St. Phoebe – September 3
The mission of the Church owes an enormous debt to the early apostles and all those who assisted them as they went beyond the Jewish circles of Jesus’ heritage toward all of the world. We are indebted to St. Paul and all who assisted him in a particular way. Besides being the memorial of St. Gregory today, September 3, it is also the memorial of St. Phoebe.
“I commend you to our sister Phoebe, a deacon of the church at Cenchraea, so that you may welcome her in the Lord as is fitting for the saints, and help her in whatever she may require from you, for she has been a benefactor of many and of myself, as well.” So begins the sixteenth chapter of St. Paul’s letter to the Christians in Rome.

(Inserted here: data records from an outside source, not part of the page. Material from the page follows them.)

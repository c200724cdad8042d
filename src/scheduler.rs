use std::time::Duration;

#[derive(Debug, Clone, Copy, PartialEq, Eq)]
pub enum Task {
    Countdown,
    Snapshot,
}

#[derive(Debug, Clone)]
struct Slot {
    task: Task,
    period: Duration,
    accumulated: Duration,
    armed: bool,
}

/// Periodic tasks advanced by elapsed wall time instead of owning a clock.
///
/// The caller feeds in whatever time has passed since its last call and gets
/// back each task that came due, once per elapsed period and in arming order.
/// Cancelling a task drops its accumulated time, so a disarmed task can never
/// fire late.
#[derive(Debug, Clone)]
pub struct Scheduler {
    slots: Vec<Slot>,
}

impl Scheduler {
    pub fn new(countdown: Duration, snapshot: Duration) -> Self {
        let slot = |task, period| Slot {
            task,
            period,
            accumulated: Duration::ZERO,
            armed: false,
        };
        Self {
            slots: vec![slot(Task::Countdown, countdown), slot(Task::Snapshot, snapshot)],
        }
    }

    pub fn arm(&mut self, task: Task) {
        if let Some(slot) = self.slot_mut(task) {
            if !slot.armed {
                slot.armed = true;
                slot.accumulated = Duration::ZERO;
                tracing::debug!(?task, "task armed");
            }
        }
    }

    pub fn cancel(&mut self, task: Task) {
        if let Some(slot) = self.slot_mut(task) {
            if slot.armed {
                tracing::debug!(?task, "task cancelled");
            }
            slot.armed = false;
            slot.accumulated = Duration::ZERO;
        }
    }

    pub fn cancel_all(&mut self) {
        for task in [Task::Countdown, Task::Snapshot] {
            self.cancel(task);
        }
    }

    pub fn is_armed(&self, task: Task) -> bool {
        self.slots.iter().any(|s| s.task == task && s.armed)
    }

    pub fn advance(&mut self, elapsed: Duration) -> Vec<Task> {
        let mut due = Vec::new();
        for slot in self.slots.iter_mut().filter(|s| s.armed) {
            if slot.period.is_zero() {
                continue;
            }
            slot.accumulated += elapsed;
            while slot.accumulated >= slot.period {
                slot.accumulated -= slot.period;
                due.push(slot.task);
            }
        }
        due
    }

    fn slot_mut(&mut self, task: Task) -> Option<&mut Slot> {
        self.slots.iter_mut().find(|s| s.task == task)
    }
}
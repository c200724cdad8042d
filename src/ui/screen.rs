use ratatui::{
    buffer::Buffer,
    layout::{Alignment, Rect},
    text::{Line, Span},
    widgets::{Block, Borders, Clear, Paragraph, Widget, Wrap},
};

use super::{centered, format_clock, inner, quiz::QuizScreen, results::ResultsScreen, theme::Theme};
use crate::app::{App, AppState};

/// One full-terminal view of the app
pub trait Screen {
    fn render(&self, app: &App, theme: &Theme, area: Rect, buf: &mut Buffer);
}

pub struct MenuScreen;

impl Screen for MenuScreen {
    fn render(&self, app: &App, theme: &Theme, area: Rect, buf: &mut Buffer) {
        let pool = app.controller.pool().len();
        let dark = if app.dark_mode() { "on" } else { "off" };
        let lines = vec![
            Line::from(Span::styled("certquiz", theme.title())),
            Line::from(Span::styled(
                format!("{pool} questions loaded"),
                theme.dim(),
            )),
            Line::default(),
            Line::from(vec![
                Span::styled("(1) ", theme.bold()),
                Span::styled("Practice", theme.bold()),
                Span::styled("  untimed, instant feedback, every question", theme.base()),
            ]),
            Line::from(vec![
                Span::styled("(2) ", theme.bold()),
                Span::styled("Mock exam", theme.bold()),
                Span::styled("  timed, scored at the end", theme.base()),
            ]),
            Line::default(),
            Line::from(Span::styled(
                format!("(d)ark mode: {dark} / (q)uit"),
                theme.legend(),
            )),
        ];

        let height = lines.len() as u16;
        Paragraph::new(lines)
            .alignment(Alignment::Center)
            .render(centered(inner(area), 70, height), buf);
    }
}

pub struct InstructionsScreen;

impl Screen for InstructionsScreen {
    fn render(&self, app: &App, theme: &Theme, area: Rect, buf: &mut Buffer) {
        let session = app.session();
        let total = session.sequence().len();
        let minutes = session.config().mock_duration_secs / 60;
        let pass = app.controller.pass_percentage();
        let needed = (total as f64 * pass / 100.0).ceil() as usize;

        let lines = vec![
            Line::from(Span::styled("Mock exam instructions", theme.title())),
            Line::default(),
            Line::from(format!("- {total} questions, drawn at random from the bank")),
            Line::from(format!("- {minutes} minutes, shown as a countdown")),
            Line::from(format!(
                "- {pass}% to pass ({needed} of {total} points)"
            )),
            Line::from("- multi-select questions earn half a point for a correct partial answer"),
            Line::from("- confirmed answers are final and move you to the next question"),
            Line::from("- no feedback until the exam is submitted"),
            Line::from("- the exam submits itself when time runs out"),
            Line::default(),
            Line::from(Span::styled("(enter) start / (esc) back", theme.legend())),
        ];

        let height = lines.len() as u16;
        Paragraph::new(lines)
            .style(theme.base())
            .wrap(Wrap { trim: true })
            .render(centered(inner(area), 80, height), buf);
    }
}

/// The quiz stays visible behind the dialog
pub struct ConfirmSubmitScreen;

impl Screen for ConfirmSubmitScreen {
    fn render(&self, app: &App, theme: &Theme, area: Rect, buf: &mut Buffer) {
        QuizScreen.render(app, theme, area, buf);

        let session = app.session();
        let unanswered = session.sequence().len() - session.answered_count();
        let time = session.time_left().map(format_clock).unwrap_or_default();
        let lines = vec![
            Line::from(Span::styled("Submit exam?", theme.title())),
            Line::from(format!("{unanswered} unanswered, {time} left")),
            Line::from(Span::styled("(y)es / (n)o", theme.legend())),
        ];

        let dialog = centered(area, 40, 5);
        Clear.render(dialog, buf);
        Paragraph::new(lines)
            .alignment(Alignment::Center)
            .block(Block::default().borders(Borders::ALL).style(theme.base()))
            .render(dialog, buf);
    }
}

pub struct LoadFailedScreen;

impl Screen for LoadFailedScreen {
    fn render(&self, app: &App, theme: &Theme, area: Rect, buf: &mut Buffer) {
        let error = app.load_error.as_deref().unwrap_or("unknown error");
        let lines = vec![
            Line::from(Span::styled("Failed to load questions", theme.bad())),
            Line::default(),
            Line::from(Span::styled(error.to_string(), theme.base())),
            Line::default(),
            Line::from(Span::styled("(r)eload / (q)uit", theme.legend())),
        ];

        Paragraph::new(lines)
            .alignment(Alignment::Center)
            .wrap(Wrap { trim: true })
            .render(centered(inner(area), 80, 8), buf);
    }
}

pub fn current_screen(state: AppState) -> Box<dyn Screen> {
    match state {
        AppState::Menu => Box::new(MenuScreen),
        AppState::Instructions => Box::new(InstructionsScreen),
        AppState::Quiz => Box::new(QuizScreen),
        AppState::ConfirmSubmit => Box::new(ConfirmSubmitScreen),
        AppState::Results => Box::new(ResultsScreen),
        AppState::LoadFailed => Box::new(LoadFailedScreen),
    }
}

The office of Deaconess was mentioned by St. Paul in the letters to the Romans and to Timothy, but we also have evidence of the office in a letter from Pliny, a Roman governor who was writing to the Emperor Trajan for advice on dealing with Christians. He mentions two women ministers among the Christians in Bithynia. The office of Deaconess is also mentioned in the Apostolic Constitutions of Hippolytus, and the office developed greatly during the third and fourth centuries, although it is quite different from the office Phoebe held. The Council of Chalcedon, held in the year 451, legislated that women could become deaconesses at the age of 40. A deaconess was to devote herself to the care of sick and poor women; she was present at the interviews of women with bishops, priests, or male deacons (so that the clergy wouldn’t be alone with strange women) and kept order in the women’s part of the church. Her most important function was the assistance at the baptism of women. For the first five centuries of the Church, people were baptized naked, and so, for the sake of propriety, male deacons couldn’t baptize women. When adult baptism became rare and was eventually replaced by infant baptism, he office of deaconess declined in importance. The office was actually abolished by the Council of Epaon in the year 517, but in the Nestorian Christian communities in Syria, and later in India and China, deaconesses administered Holy Communion to women and read the scriptures in public.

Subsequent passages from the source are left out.